Coppicing /ˈkɒpɪsɪŋ/ is the traditional method in woodland management of cutting down a tree to a stump, which in many species encourages new shoots to grow from the stump or roots, thus ultimately regrowing the tree. A forest or grove that has been subject to coppicing is called a copse /kɒps/ or coppice, in which young tree stems are repeatedly cut down to near ground level. The resulting living stumps are called stools. New growth emerges, and after a number of years, the coppiced trees are harvested, and the cycle begins anew. Pollarding is a similar process carried out at a higher level on the tree in order to prevent grazing animals from eating new shoots. Daisugi (台杉, where sugi refers to Japanese cedar) is a similar Japanese technique.

Many silviculture practices involve cutting and regrowth; coppicing has been of significance in many parts of lowland temperate Europe. The widespread and long-term practice of coppicing as a landscape-scale industry is something that remains of special importance in southern England. Many of the English language terms referred to in this article are particularly relevant to historic and contemporary practice in that area.

Typically a coppiced woodland is harvested in sections or coups (also spelled 'coupe' but pronounced 'coop' and descended from the French or Norman French 'couper', to cut or coupé 'has been cut') on a rotation.

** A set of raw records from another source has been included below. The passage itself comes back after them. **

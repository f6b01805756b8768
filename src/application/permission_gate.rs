//! Permission gate - the only caller of the OS permission primitives

use thiserror::Error;
use tracing::debug;

use crate::domain::capture::PermissionState;

use super::ports::{OsPermission, OsPermissionStatus, PermissionError, PlatformCapability};

/// Failure of an OS permission primitive
#[derive(Debug, Clone, PartialEq, Eq, Error)]
pub enum PermissionGateError {
    #[error("Error checking permissions: {0}")]
    Check(PermissionError),

    #[error("Error requesting permissions: {0}")]
    Request(PermissionError),
}

/// Decides whether notification capture is currently authorized.
///
/// Nothing is cached: every call goes back to the platform and the OS, so a
/// grant revoked from system settings shows up on the next evaluation.
pub struct PermissionGate<C, P>
where
    C: PlatformCapability,
    P: OsPermission,
{
    platform: C,
    permission: P,
}

impl<C, P> PermissionGate<C, P>
where
    C: PlatformCapability,
    P: OsPermission,
{
    /// Create a new permission gate
    pub fn new(platform: C, permission: P) -> Self {
        Self {
            platform,
            permission,
        }
    }

    /// Whether the platform can host capture at all
    pub fn is_platform_supported(&self) -> bool {
        self.platform.is_supported()
    }

    /// Query the current grant without prompting
    pub async fn evaluate(&self) -> Result<PermissionState, PermissionGateError> {
        if let Some(state) = self.unavailable() {
            return Ok(state);
        }

        let status = self
            .permission
            .evaluate()
            .await
            .map_err(PermissionGateError::Check)?;
        let state = to_state(status);
        debug!(%state, "evaluated notification permission");
        Ok(state)
    }

    /// Prompt for access where the platform supports it, then report the grant
    pub async fn request_and_evaluate(&self) -> Result<PermissionState, PermissionGateError> {
        if self.unavailable().is_some() {
            return self.evaluate().await;
        }

        let status = self
            .permission
            .request()
            .await
            .map_err(PermissionGateError::Request)?;
        let state = to_state(status);
        debug!(%state, "requested notification permission");
        Ok(state)
    }

    fn unavailable(&self) -> Option<PermissionState> {
        if !self.platform.is_supported() {
            Some(PermissionState::Unsupported)
        } else if !self.platform.is_capable_device() {
            Some(PermissionState::UnsupportedDevice)
        } else {
            None
        }
    }
}

fn to_state(status: OsPermissionStatus) -> PermissionState {
    match status {
        OsPermissionStatus::Granted => PermissionState::Granted,
        OsPermissionStatus::Denied => PermissionState::Denied,
    }
}
//! Notification sender port interface

use async_trait::async_trait;
use thiserror::Error;

/// Notification errors
#[derive(Debug, Clone, Error)]
pub enum NotificationError {
    #[error("Failed to show notification: {0}")]
    SendFailed(String),
}

/// Port for emitting desktop notifications.
///
/// Used to send a probe that the capture loop should then observe.
#[async_trait]
pub trait Notifier: Send + Sync {
    /// Show a desktop notification.
    ///
    /// # Arguments
    /// * `title` - The notification title
    /// * `body` - The notification body
    async fn notify(&self, title: &str, body: &str) -> Result<(), NotificationError>;
}

/// Blanket implementation for boxed notifier types
#[async_trait]
impl Notifier for Box<dyn Notifier> {
    async fn notify(&self, title: &str, body: &str) -> Result<(), NotificationError> {
        self.as_ref().notify(title, body).await
    }
}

English terms for an area of coppice include 'cant', 'panel' and 'fall' which can be interchangeable and regionally-based. In this way, a crop is available each year somewhere in the woodland. Coppicing has the effect of providing a rich variety of habitats, as the woodland always has a range of different-aged coppice growing in it, which is beneficial for biodiversity. The cycle length depends upon the species cut, the local custom, and the use of the product. Birch can be coppiced for faggots on a three- or four-year cycle, whereas oak can be coppiced over a fifty-year cycle for poles or firewood.

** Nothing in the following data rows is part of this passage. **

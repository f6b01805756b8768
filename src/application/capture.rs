//! Capture controller - composes the permission gate, listener lifecycle and
//! notification log behind the presentation boundary

use std::num::NonZeroUsize;

use tokio::sync::{mpsc, watch};
use tracing::{debug, info, warn};

use crate::domain::capture::{
    CapturedNotification, ListenerState, NotificationLog, PermissionState, RawNotification,
};
use crate::domain::error::CaptureError;

use super::listeners::{CaptureEvent, ListenerLifecycle};
use super::permission_gate::PermissionGate;
use super::ports::{AppLifecycle, NotificationSource, OsPermission, PlatformCapability};

/// Configuration for the capture controller
#[derive(Debug, Clone, Default)]
pub struct CaptureConfig {
    /// Log retention bound; `None` keeps everything
    pub max_entries: Option<NonZeroUsize>,
}

/// What handling one event changed
#[derive(Debug, Clone, PartialEq, Eq)]
pub enum CaptureUpdate {
    /// A notification was added to the log
    Captured(CapturedNotification),
    /// Permission was re-evaluated
    Permission {
        previous: PermissionState,
        current: PermissionState,
    },
    /// A recoverable failure was recorded in `last_error`
    Failed(CaptureError),
}

/// Consistent view of everything the presentation layer reads
#[derive(Debug, Clone, PartialEq, Eq)]
pub struct CaptureSnapshot {
    pub permission: PermissionState,
    pub listener: ListenerState,
    pub notifications: Vec<CapturedNotification>,
    pub last_error: Option<String>,
    pub revision: u64,
}

/// Notification capture controller.
///
/// All state is owned here and mutated through `&mut self`, so events are
/// handled one at a time in delivery order. Sources push into an internal
/// channel; the owner drives the loop with [`next_event`](Self::next_event)
/// and [`handle_event`](Self::handle_event).
pub struct CaptureController<C, P, S, L>
where
    C: PlatformCapability,
    P: OsPermission,
    S: NotificationSource,
    L: AppLifecycle,
{
    gate: PermissionGate<C, P>,
    listeners: ListenerLifecycle<S, L>,
    log: NotificationLog,
    permission: PermissionState,
    last_error: Option<CaptureError>,
    events: mpsc::UnboundedReceiver<CaptureEvent>,
    changes: watch::Sender<u64>,
}

impl<C, P, S, L> CaptureController<C, P, S, L>
where
    C: PlatformCapability,
    P: OsPermission,
    S: NotificationSource,
    L: AppLifecycle,
{
    /// Create a new, inactive controller
    pub fn new(platform: C, permission: P, source: S, lifecycle: L, config: CaptureConfig) -> Self {
        let (tx, rx) = mpsc::unbounded_channel();
        let log = match config.max_entries {
            Some(max) => NotificationLog::with_capacity_limit(max),
            None => NotificationLog::new(),
        };
        let (changes, _) = watch::channel(0);

        Self {
            gate: PermissionGate::new(platform, permission),
            listeners: ListenerLifecycle::new(source, lifecycle, tx),
            log,
            permission: PermissionState::Unknown,
            last_error: None,
            events: rx,
            changes,
        }
    }

    /// Last evaluated permission state. Does not query the OS.
    pub fn permission_state(&self) -> PermissionState {
        self.permission
    }

    /// Captured notifications, newest first
    pub fn snapshot(&self) -> Vec<CapturedNotification> {
        self.log.snapshot()
    }

    /// Read-only view of the log
    pub fn log(&self) -> &NotificationLog {
        &self.log
    }

    /// Diagnostic for the most recent recoverable failure
    pub fn last_error(&self) -> Option<String> {
        self.last_error.as_ref().map(ToString::to_string)
    }

    /// The most recent recoverable failure
    pub fn last_failure(&self) -> Option<&CaptureError> {
        self.last_error.as_ref()
    }

    pub fn listener_state(&self) -> ListenerState {
        self.listeners.state()
    }

    /// Number of live listener subscriptions
    pub fn live_subscriptions(&self) -> usize {
        self.listeners.live_subscriptions()
    }

    /// Permission, listener state, log and error captured together
    pub fn capture_snapshot(&self) -> CaptureSnapshot {
        CaptureSnapshot {
            permission: self.permission,
            listener: self.listeners.state(),
            notifications: self.log.snapshot(),
            last_error: self.last_error(),
            revision: *self.changes.borrow(),
        }
    }

    /// Revision counter, bumped on every observable change
    pub fn subscribe_changes(&self) -> watch::Receiver<u64> {
        self.changes.subscribe()
    }

    /// Request permission and attach the listeners.
    ///
    /// A no-op on unsupported platforms and while already activated. When
    /// permission is not granted, only the foreground listener is attached
    /// so the next foreground regain can re-check.
    pub async fn activate(&mut self) -> PermissionState {
        if !self.gate.is_platform_supported() {
            self.permission = PermissionState::Unsupported;
            self.last_error = None;
            info!("notification capture unsupported on this platform");
            self.bump();
            return self.permission;
        }

        if let Err(e) = self.listeners.begin_activation() {
            debug!(error = %e, "activate ignored");
            return self.permission;
        }

        let granted = match self.gate.request_and_evaluate().await {
            Ok(state) => {
                self.permission = state;
                self.last_error = CaptureError::for_permission(state);
                state.is_granted()
            }
            Err(e) => {
                warn!(error = %e, "permission request failed");
                self.permission = PermissionState::Unknown;
                self.last_error = Some(CaptureError::OsPrimitiveFailure(e.to_string()));
                false
            }
        };

        if granted {
            self.attach_notifications();
        } else {
            self.listeners.detach_notifications();
        }

        if let Err(e) = self.listeners.attach_foreground() {
            warn!(error = %e, "foreground listener unavailable");
            self.last_error = Some(CaptureError::OsPrimitiveFailure(e.to_string()));
        }

        info!(
            permission = %self.permission,
            listener = %self.listeners.state(),
            "capture activated"
        );
        self.bump();
        self.permission
    }

    /// Release both listeners. Idempotent.
    ///
    /// Notifications the source delivered before release are still
    /// ingested, so nothing observed is lost.
    pub fn deactivate(&mut self) {
        if !self.listeners.release_all() {
            return;
        }

        while let Ok(event) = self.events.try_recv() {
            if let CaptureEvent::Notification(raw) = event {
                self.log.ingest(raw);
            }
        }

        info!(captured = self.log.len(), "capture deactivated");
        self.bump();
    }

    /// Re-check permission without prompting and reconcile the listeners
    pub async fn refresh(&mut self) -> CaptureUpdate {
        let previous = self.permission;

        match self.gate.evaluate().await {
            Ok(current) => {
                self.apply_permission(current);
                self.bump();
                CaptureUpdate::Permission { previous, current }
            }
            Err(e) => {
                warn!(error = %e, "permission check failed");
                let failure = CaptureError::OsPrimitiveFailure(e.to_string());
                self.last_error = Some(failure.clone());
                self.bump();
                CaptureUpdate::Failed(failure)
            }
        }
    }

    /// Wait for the next event from the listeners. Cancel-safe.
    pub async fn next_event(&mut self) -> Option<CaptureEvent> {
        self.events.recv().await
    }

    /// Handle one event to completion
    pub async fn handle_event(&mut self, event: CaptureEvent) -> CaptureUpdate {
        match event {
            CaptureEvent::Notification(raw) => CaptureUpdate::Captured(self.ingest(raw)),
            CaptureEvent::SourceFailed(e) => {
                warn!(error = %e, "notification listener reported a failure");
                let failure = CaptureError::OsPrimitiveFailure(e.to_string());
                self.last_error = Some(failure.clone());
                self.bump();
                CaptureUpdate::Failed(failure)
            }
            CaptureEvent::ForegroundRegained => {
                debug!("foreground regained, re-evaluating permission");
                self.refresh().await
            }
        }
    }

    /// Handle every event already queued, without waiting for more
    pub async fn process_pending(&mut self) -> Vec<CaptureUpdate> {
        let mut updates = Vec::new();
        while let Ok(event) = self.events.try_recv() {
            updates.push(self.handle_event(event).await);
        }
        updates
    }

    fn ingest(&mut self, raw: RawNotification) -> CapturedNotification {
        let entry = self.log.ingest(raw);
        debug!(id = %entry.id(), source = ?entry.source(), "notification captured");
        self.bump();
        entry
    }

    fn apply_permission(&mut self, state: PermissionState) {
        if state != self.permission {
            info!(from = %self.permission, to = %state, "permission changed");
        }
        self.permission = state;
        self.last_error = CaptureError::for_permission(state);

        if !self.listeners.is_engaged() {
            return;
        }

        if state.is_granted() {
            self.attach_notifications();
        } else if self.listeners.has_notification_listener() {
            self.listeners.detach_notifications();
        }
    }

    fn attach_notifications(&mut self) {
        if let Err(e) = self.listeners.attach_notifications() {
            warn!(error = %e, "notification listener unavailable");
            self.last_error = Some(CaptureError::OsPrimitiveFailure(e.to_string()));
            self.listeners.detach_notifications();
        }
    }

    fn bump(&self) {
        self.changes.send_modify(|revision| *revision += 1);
    }
}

Trees being coppiced do not die of old age as coppicing maintains the tree at a juvenile stage, allowing them to reach immense ages. The age of a stool may be estimated from its diameter; some are so large—as much as 5.5 m across—that they are thought to have been continually coppiced for centuries.

== History ==
Evidence suggests that coppicing has been continuously practised since pre-history. Coppiced stems are characteristically curved at the base. This curve occurs as the competing stems grow out from the stool in the early stages of the cycle, then up towards the sky as the canopy closes. The curve may allow the identification of coppice timber in archaeological sites. Timber in the Sweet Track in Somerset (built in the winter of 3807 and 3806 BCE) has been identified as coppiced Tilia species.

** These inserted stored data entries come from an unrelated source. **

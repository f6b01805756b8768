//! Configuration value objects

pub mod app_config;

pub use app_config::{
    is_valid_time_format, AppConfig, LinuxConfig, DEFAULT_MAX_ENTRIES, DEFAULT_MONITOR_COMMAND,
    DEFAULT_TIME_FORMAT,
};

Originally, the silvicultural system now called coppicing was practised solely for small wood production. In German this is called Niederwald, which translates as low forest. Later on in medieval times, farmers encouraged pigs to feed from acorns, and so some trees were allowed to grow bigger. This different silvicultural system is called in English coppice with standards. In German this is called Mittelwald (middle forest). As modern forestry (Hochwald in German, which translates as high forest) seeks to harvest timber mechanically, and pigs are generally no longer fed from acorns, both systems have declined. However, there are cultural and wildlife benefits from these two silvicultural systems, so both can be found where timber production or some other main forestry purpose (such as a protection forest against an avalanche) is not the sole management objective of the woodland.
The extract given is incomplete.